Le recueil est évolutif : tout d’abord, l’écrivain retranscrit l’agitation et les bouleversements rapides qui inquiètent le monde. Dans l’heure des justes, le poète oppose la situation déplorable des cadavres s’entassant : « pas assez de cimetières ni vivants/pour enterrer les morts » face au rayonnement de la sphère animale, qui souffle un peu : « heure des victimes/plus vivantes/que soleil printanier. »
Ce passage date de mars 2020, que l’on pourrait qualifier de « sérieux débuts » de la pandémie, où le monde découvrait avec effroi le contexte dans lequel il s’engouffrait, inexorablement. Dans ces « Coronades » chaotiques, l’écrivain déplore le déchirement des familles et les décès qui se suivent : « il revoit ses enfants/sur facetime avant d’expirer/lune saigne étranglée ». En personnifiant le virus, à la manière d’un monstre qui vengerait l’âme des animaux, Anton délivre un message écologique. Car si l’humain s’épuise, la nature maintient le cap. Ce passage pourrait tout à fait résumer la pensée de l’auteur : « l’étourneau ignore/ravages de la covid/pas d’apocalypse pour lui. »
La partie Du désert à la lumière, Anton semble se remettre du choc causé par les conséquences de la pandémie sur le moral. Après la sidération, il reprend du poil de la bête, avec des rêves qui refont surface : « me gaver de lumière — bouclier scalaire/mon exutoire. » Désireux de vivre de nouveau, le monde doit s’organiser différemment, pour survivre à ce cataclysme. La vie étant un cycle semblable aux saisons, la thématique du renouveau sera tout aussi primordiale dans Célébrades, un autre recueil du même auteur, qui fait immédiatement écho à celui-ci. Dans ses Naturades, Anton décrivait la renaissance d’un printemps avec admiration : « premières tulipes/insolentes de rougeur/près du gazon vert ».
Tout en rapprochant les animaux comme les « corbeaux solitaires » ou les « lions libres d’Afrique », Anton fait une analyse anthropomorphique de ces humains qui cherchent à assouvir des pulsions, souvent artificielles, comme ces ruées vers des commerces. Finalement, le lecteur se demande s’il n’est pas lui aussi un animal parmi tant d’autres ? Si cette apocalypse est une leçon, cela devrait l’encourager à faire preuve de plus d’empathie envers ses semblables.

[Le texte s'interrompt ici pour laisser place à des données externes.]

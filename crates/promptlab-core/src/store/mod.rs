//! Experiment persistence seam.

pub mod json;
pub mod memory;

use async_trait::async_trait;
use thiserror::Error;

use crate::domain::Experiment;

pub use json::JsonExperimentStore;
pub use memory::MemoryExperimentStore;

/// Errors from experiment storage.
#[derive(Debug, Error)]
pub enum StoreError {
    #[error("io error: {0}")]
    Io(#[from] std::io::Error),

    #[error("serialization error: {0}")]
    Serialization(#[from] serde_json::Error),
}

/// Result type alias for store operations.
pub type StoreResult<T> = std::result::Result<T, StoreError>;

/// Ordered collection of experiments.
///
/// Contract:
/// - `load_all` bootstraps an empty collection on first use.
/// - `replace_all` swaps the whole collection in one step; readers
///   never observe a partially written list.
/// - Ordering is owned by callers; the store preserves whatever order
///   it is handed.
#[async_trait]
pub trait ExperimentStore: Send + Sync {
    /// Load the full collection in stored order.
    async fn load_all(&self) -> StoreResult<Vec<Experiment>>;

    /// Replace the full collection.
    async fn replace_all(&self, experiments: &[Experiment]) -> StoreResult<()>;
}
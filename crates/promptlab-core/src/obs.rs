//! Structured observability for the sweep lifecycle.
//!
//! Events carry a stable `event` field plus the experiment id, so log
//! pipelines can filter on either without parsing message text.

use tracing::{debug, info, warn, Span};
use uuid::Uuid;

use crate::domain::PromptLabError;

/// Span covering one sweep from planning through persistence. Attach
/// it to the sweep future with `tracing::Instrument`.
pub fn sweep_span(experiment_id: Uuid) -> Span {
    tracing::info_span!("promptlab.sweep", experiment_id = %experiment_id)
}

/// Emit event: sweep accepted, fan-out about to start.
pub fn emit_sweep_started(experiment_id: Uuid, planned_calls: usize, variants_per_combo: u32) {
    info!(
        event = "sweep.started",
        experiment_id = %experiment_id,
        planned_calls = planned_calls,
        variants_per_combo = variants_per_combo,
    );
}

/// Emit event: sweep ranked and persisted.
pub fn emit_sweep_finished(
    experiment_id: Uuid,
    responses: usize,
    best_overall: f64,
    duration_ms: u64,
) {
    info!(
        event = "sweep.finished",
        experiment_id = %experiment_id,
        responses = responses,
        best_overall = best_overall,
        duration_ms = duration_ms,
    );
}

/// Emit event: sweep aborted before anything was persisted.
pub fn emit_sweep_failed(experiment_id: Uuid, error: &PromptLabError) {
    warn!(
        event = "sweep.failed",
        experiment_id = %experiment_id,
        error = %error,
    );
}

/// Emit event: experiment removed, or a no-op when the id was unknown.
pub fn emit_experiment_deleted(experiment_id: Uuid, removed: bool) {
    if removed {
        info!(event = "experiment.deleted", experiment_id = %experiment_id);
    } else {
        debug!(event = "experiment.delete_noop", experiment_id = %experiment_id);
    }
}
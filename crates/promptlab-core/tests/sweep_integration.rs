//! Integration tests for the sweep flow over the JSON file store.

use std::path::Path;
use std::sync::Arc;

use promptlab_core::{
    ExperimentService, ExperimentStore, JsonExperimentStore, OfflineCompletionProvider, RangeSpec,
    SweepRequest,
};

fn grid_request(prompt: &str) -> SweepRequest {
    SweepRequest {
        prompt: prompt.to_string(),
        temperature_range: RangeSpec::new(0.2, 0.8, 0.3),
        top_p_range: RangeSpec::new(0.7, 1.0, 0.15),
        variants_per_combo: 2,
        max_tokens: 400,
    }
}

fn service_at(dir: &Path, seed: u64) -> ExperimentService {
    let store = Arc::new(JsonExperimentStore::new(dir));
    let provider = Arc::new(OfflineCompletionProvider::new(seed));
    ExperimentService::new(store, provider)
}

#[tokio::test]
async fn full_sweep_lifecycle_over_file_store() {
    let dir = tempfile::tempdir().unwrap();
    let service = service_at(dir.path(), 7);

    let experiment = service
        .create(grid_request("Draft a rollout plan for the new cache layer"))
        .await
        .expect("sweep should succeed");
    assert_eq!(experiment.responses.len(), 18);
    assert!(experiment.summary.starts_with("Best overall score"));

    let listed = service.list().await.unwrap();
    assert_eq!(listed.len(), 1);
    assert_eq!(listed[0].id, experiment.id);

    let fetched = service.get(experiment.id).await.unwrap();
    assert_eq!(fetched.map(|e| e.id), Some(experiment.id));

    service.delete(experiment.id).await.unwrap();
    assert!(service.list().await.unwrap().is_empty());
}

#[tokio::test]
async fn experiments_survive_store_reopen() {
    let dir = tempfile::tempdir().unwrap();

    let experiment = {
        let service = service_at(dir.path(), 3);
        service
            .create(grid_request("Summarize the incident review for stakeholders"))
            .await
            .unwrap()
    };

    // A fresh store over the same directory sees the persisted sweep,
    // bit-for-bit.
    let reopened = service_at(dir.path(), 3);
    let listed = reopened.list().await.unwrap();
    assert_eq!(listed.len(), 1);
    assert_eq!(listed[0], experiment);
}

#[tokio::test]
async fn sweeps_accumulate_newest_first_on_disk() {
    let dir = tempfile::tempdir().unwrap();
    let service = service_at(dir.path(), 1);

    service
        .create(grid_request("First prompt under test"))
        .await
        .unwrap();
    let second = service
        .create(grid_request("Second prompt under test"))
        .await
        .unwrap();

    let listed = service.list().await.unwrap();
    assert_eq!(listed.len(), 2);
    assert_eq!(listed[0].id, second.id);

    // The raw file is a JSON array and parses standalone.
    let store = JsonExperimentStore::new(dir.path());
    let raw = std::fs::read_to_string(store.store_path()).unwrap();
    assert!(raw.trim_start().starts_with('['));
    let parsed: serde_json::Value = serde_json::from_str(&raw).unwrap();
    assert_eq!(parsed.as_array().map(|a| a.len()), Some(2));
}

#[tokio::test]
async fn failed_sweep_leaves_store_untouched() {
    let dir = tempfile::tempdir().unwrap();
    let service = service_at(dir.path(), 2);

    let mut request = grid_request("Will not survive validation");
    request.temperature_range = RangeSpec::new(0.9, 0.1, 0.1);
    assert!(service.create(request).await.is_err());

    // Nothing was generated, so nothing was written.
    let store = JsonExperimentStore::new(dir.path());
    assert!(store.load_all().await.unwrap().is_empty());
}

Le Parade macabre est le slam qui compose la postface du recueil. Moins imagé que le reste du livre, Anton pointe du doigt les gouvernements et les technologies, comme étant directement responsables de la propagation du virus. Sous couvert d’une paranoïa, le poète se sent pris pour cible, utilisé par un système intelligent et déshumanisé, gardé par des automates. Ce cri du cœur aux accents révolutionnaires ne laissera personne indifférent : détracteurs de la théorie du complot et les sympathisants.
Le recueil Montagnes de Cendres est un ouvrage relativement court, accessible, destiné à un public averti. Comme une fenêtre ouverte vers une société souffrante, il appelle à plus de modération quant aux technologies et au respect de cette planète sur laquelle nous vivons tous.